## [What the exercise asks]
Extract all lines that hold "usize" from the records below.

## [Material to process]
..............................
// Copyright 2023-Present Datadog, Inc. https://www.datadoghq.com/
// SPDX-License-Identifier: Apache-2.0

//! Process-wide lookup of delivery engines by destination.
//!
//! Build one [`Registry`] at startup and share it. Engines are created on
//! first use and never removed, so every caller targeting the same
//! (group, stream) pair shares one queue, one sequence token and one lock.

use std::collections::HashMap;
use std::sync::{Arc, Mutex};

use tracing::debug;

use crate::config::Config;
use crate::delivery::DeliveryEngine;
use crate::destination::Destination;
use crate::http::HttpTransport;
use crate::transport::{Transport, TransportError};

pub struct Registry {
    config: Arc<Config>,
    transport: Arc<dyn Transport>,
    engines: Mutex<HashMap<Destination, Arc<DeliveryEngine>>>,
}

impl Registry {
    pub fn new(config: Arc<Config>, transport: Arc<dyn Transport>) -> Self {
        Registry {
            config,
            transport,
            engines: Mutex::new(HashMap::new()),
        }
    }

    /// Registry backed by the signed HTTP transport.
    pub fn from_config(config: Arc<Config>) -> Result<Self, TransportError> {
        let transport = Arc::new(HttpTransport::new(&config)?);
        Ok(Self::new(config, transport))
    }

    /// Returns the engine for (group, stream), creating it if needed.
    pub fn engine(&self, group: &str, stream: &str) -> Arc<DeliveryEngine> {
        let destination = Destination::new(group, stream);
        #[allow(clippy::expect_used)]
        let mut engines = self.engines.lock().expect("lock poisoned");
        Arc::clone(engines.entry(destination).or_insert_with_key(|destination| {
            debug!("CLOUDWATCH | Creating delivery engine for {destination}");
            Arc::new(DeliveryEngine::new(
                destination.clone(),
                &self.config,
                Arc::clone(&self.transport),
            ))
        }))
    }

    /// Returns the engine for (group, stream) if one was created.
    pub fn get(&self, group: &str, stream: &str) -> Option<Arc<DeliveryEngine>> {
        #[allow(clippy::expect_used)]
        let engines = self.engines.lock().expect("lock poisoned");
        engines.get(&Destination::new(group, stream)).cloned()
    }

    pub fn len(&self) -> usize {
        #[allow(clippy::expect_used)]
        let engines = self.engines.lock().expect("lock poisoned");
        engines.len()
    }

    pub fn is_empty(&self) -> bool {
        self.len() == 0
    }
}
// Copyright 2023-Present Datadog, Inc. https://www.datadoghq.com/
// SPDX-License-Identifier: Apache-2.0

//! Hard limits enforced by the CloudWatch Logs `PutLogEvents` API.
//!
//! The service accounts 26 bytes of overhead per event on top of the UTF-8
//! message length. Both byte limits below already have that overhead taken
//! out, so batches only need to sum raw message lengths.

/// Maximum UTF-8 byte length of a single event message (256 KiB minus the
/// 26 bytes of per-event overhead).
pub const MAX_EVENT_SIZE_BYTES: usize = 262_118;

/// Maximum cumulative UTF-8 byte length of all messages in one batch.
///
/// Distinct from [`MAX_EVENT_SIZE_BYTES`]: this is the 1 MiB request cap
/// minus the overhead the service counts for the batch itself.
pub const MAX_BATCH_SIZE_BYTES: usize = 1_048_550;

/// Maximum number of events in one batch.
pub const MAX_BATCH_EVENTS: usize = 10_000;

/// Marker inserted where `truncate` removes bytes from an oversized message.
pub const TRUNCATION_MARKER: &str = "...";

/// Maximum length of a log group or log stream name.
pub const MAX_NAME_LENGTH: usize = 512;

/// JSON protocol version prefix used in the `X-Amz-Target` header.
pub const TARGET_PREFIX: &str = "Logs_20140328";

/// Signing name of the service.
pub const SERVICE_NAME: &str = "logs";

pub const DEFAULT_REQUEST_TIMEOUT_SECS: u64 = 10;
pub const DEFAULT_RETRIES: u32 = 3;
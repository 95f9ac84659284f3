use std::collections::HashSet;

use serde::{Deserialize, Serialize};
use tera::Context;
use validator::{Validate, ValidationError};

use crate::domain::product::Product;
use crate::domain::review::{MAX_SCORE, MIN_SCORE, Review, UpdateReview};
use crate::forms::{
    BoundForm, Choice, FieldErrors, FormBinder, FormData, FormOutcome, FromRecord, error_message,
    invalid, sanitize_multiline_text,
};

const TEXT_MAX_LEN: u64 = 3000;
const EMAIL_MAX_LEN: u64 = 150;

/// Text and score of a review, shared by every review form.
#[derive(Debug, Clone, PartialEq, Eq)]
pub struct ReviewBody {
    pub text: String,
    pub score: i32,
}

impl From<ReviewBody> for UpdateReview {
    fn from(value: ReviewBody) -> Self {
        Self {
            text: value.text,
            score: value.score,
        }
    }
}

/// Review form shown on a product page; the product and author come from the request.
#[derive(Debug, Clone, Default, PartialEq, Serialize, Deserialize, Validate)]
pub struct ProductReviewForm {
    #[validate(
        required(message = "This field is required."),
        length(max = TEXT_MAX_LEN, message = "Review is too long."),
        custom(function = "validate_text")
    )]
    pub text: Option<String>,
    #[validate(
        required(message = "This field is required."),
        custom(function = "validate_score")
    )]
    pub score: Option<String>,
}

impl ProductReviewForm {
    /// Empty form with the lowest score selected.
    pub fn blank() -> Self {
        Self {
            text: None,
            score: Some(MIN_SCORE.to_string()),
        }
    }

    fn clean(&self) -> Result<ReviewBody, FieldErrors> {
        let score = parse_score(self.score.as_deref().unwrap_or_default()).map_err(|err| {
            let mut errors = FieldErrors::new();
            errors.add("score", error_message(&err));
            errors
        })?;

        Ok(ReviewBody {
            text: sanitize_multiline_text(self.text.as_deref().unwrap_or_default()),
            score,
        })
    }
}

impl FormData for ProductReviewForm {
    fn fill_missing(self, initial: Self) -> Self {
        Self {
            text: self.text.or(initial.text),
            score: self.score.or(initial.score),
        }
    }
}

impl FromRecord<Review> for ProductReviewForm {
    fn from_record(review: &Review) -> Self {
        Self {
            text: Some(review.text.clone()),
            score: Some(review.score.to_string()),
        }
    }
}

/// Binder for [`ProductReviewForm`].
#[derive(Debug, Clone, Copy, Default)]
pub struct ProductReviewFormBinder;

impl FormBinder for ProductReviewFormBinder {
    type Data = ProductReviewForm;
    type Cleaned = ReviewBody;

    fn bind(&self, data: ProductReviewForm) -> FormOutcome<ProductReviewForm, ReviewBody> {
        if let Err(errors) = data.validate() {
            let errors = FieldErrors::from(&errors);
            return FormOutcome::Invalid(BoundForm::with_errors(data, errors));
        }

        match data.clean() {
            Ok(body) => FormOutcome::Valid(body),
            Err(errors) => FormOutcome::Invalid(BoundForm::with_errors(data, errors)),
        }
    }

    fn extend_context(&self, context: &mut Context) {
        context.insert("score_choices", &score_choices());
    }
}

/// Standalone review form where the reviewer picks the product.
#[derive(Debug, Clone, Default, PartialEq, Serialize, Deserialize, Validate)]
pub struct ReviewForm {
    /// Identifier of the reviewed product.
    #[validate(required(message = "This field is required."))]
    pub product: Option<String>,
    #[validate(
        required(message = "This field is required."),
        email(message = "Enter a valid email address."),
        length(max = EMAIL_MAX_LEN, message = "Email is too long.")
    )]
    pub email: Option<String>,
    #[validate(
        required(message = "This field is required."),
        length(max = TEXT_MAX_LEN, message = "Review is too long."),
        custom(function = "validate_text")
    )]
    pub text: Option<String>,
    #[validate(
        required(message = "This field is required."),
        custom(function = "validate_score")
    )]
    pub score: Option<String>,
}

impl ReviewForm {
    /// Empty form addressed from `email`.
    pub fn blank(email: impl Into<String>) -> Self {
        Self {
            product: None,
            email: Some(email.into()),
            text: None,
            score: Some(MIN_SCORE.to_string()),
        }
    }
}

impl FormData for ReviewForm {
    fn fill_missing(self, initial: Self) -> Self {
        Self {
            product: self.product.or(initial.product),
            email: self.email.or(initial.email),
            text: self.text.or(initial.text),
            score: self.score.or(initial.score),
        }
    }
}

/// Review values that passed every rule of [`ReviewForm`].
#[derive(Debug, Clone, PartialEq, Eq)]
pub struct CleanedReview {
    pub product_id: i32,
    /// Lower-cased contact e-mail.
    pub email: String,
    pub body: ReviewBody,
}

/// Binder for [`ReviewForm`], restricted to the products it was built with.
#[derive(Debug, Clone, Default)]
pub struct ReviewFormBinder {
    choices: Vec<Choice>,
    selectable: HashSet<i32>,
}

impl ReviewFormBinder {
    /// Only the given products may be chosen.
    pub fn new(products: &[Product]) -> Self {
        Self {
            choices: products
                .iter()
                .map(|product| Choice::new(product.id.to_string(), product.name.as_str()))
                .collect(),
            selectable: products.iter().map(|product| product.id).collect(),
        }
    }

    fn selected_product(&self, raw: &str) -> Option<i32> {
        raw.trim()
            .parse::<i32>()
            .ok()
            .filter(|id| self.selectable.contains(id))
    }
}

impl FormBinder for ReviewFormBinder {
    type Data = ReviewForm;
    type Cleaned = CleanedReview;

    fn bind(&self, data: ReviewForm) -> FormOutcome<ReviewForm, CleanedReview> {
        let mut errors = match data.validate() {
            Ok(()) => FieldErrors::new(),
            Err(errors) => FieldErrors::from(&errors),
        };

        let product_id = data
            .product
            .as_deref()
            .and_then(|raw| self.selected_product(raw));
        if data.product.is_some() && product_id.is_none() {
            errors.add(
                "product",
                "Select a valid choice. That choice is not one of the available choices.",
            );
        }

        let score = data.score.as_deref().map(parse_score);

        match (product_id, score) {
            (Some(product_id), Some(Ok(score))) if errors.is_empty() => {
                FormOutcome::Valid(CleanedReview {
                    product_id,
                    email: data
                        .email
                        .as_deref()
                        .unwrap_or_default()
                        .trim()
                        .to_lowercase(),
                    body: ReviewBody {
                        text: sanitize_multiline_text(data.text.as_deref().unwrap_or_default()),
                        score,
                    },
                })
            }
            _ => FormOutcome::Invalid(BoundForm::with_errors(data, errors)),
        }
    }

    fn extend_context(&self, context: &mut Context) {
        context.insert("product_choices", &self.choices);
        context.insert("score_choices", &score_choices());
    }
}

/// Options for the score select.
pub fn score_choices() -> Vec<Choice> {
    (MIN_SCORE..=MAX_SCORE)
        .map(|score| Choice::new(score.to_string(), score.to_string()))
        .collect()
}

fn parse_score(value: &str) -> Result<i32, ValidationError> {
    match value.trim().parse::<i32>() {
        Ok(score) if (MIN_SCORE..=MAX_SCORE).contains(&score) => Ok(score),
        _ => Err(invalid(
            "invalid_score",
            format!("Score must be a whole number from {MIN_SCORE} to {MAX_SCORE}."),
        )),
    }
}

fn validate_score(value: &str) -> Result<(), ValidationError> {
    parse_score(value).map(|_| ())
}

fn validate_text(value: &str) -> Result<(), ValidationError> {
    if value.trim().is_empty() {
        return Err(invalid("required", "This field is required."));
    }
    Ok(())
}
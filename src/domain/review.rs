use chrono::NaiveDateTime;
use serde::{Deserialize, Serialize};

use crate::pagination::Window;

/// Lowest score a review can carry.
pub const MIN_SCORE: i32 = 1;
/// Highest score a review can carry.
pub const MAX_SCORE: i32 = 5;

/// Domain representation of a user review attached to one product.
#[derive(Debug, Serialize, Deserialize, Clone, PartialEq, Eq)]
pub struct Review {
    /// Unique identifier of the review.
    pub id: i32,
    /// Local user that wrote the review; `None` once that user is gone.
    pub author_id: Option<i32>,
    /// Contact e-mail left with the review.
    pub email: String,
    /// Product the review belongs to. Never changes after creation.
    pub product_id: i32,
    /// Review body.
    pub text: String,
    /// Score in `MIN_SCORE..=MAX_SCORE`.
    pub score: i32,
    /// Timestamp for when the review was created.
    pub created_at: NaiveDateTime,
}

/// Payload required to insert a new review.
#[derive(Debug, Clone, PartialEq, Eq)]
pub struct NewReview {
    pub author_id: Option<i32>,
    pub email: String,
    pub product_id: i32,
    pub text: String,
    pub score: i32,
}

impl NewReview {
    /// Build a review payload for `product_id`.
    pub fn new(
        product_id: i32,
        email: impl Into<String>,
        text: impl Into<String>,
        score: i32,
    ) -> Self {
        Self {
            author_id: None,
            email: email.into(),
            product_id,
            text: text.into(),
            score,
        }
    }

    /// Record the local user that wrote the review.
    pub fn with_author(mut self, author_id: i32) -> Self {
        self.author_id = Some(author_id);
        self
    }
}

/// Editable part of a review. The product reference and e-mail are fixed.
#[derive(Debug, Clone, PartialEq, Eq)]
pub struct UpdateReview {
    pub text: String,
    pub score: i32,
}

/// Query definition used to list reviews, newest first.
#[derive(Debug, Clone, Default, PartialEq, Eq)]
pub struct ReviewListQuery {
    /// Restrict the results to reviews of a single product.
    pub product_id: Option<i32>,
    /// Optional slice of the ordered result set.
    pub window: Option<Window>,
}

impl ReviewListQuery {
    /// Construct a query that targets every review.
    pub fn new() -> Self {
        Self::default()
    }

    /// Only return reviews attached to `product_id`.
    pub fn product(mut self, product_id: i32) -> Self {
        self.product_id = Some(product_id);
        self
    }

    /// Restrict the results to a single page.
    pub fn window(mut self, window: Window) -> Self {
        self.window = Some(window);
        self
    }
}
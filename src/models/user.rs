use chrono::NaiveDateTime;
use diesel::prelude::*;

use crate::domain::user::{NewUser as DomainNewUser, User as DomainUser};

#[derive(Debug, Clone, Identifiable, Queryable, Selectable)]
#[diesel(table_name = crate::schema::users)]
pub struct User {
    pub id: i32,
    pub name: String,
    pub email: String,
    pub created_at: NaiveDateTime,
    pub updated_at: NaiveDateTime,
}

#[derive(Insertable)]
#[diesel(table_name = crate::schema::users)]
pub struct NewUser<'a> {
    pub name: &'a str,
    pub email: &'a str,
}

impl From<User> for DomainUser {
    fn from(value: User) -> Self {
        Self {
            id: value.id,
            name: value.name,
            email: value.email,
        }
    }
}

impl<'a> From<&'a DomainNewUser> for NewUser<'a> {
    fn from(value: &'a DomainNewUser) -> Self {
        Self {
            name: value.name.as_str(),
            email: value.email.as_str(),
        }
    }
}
..............................
## [Response for this exercise]
    pub fn len(&self) -> usize {
pub const MAX_EVENT_SIZE_BYTES: usize = 262_118;
pub const MAX_BATCH_SIZE_BYTES: usize = 1_048_550;
pub const MAX_BATCH_EVENTS: usize = 10_000;
pub const MAX_NAME_LENGTH: usize = 512;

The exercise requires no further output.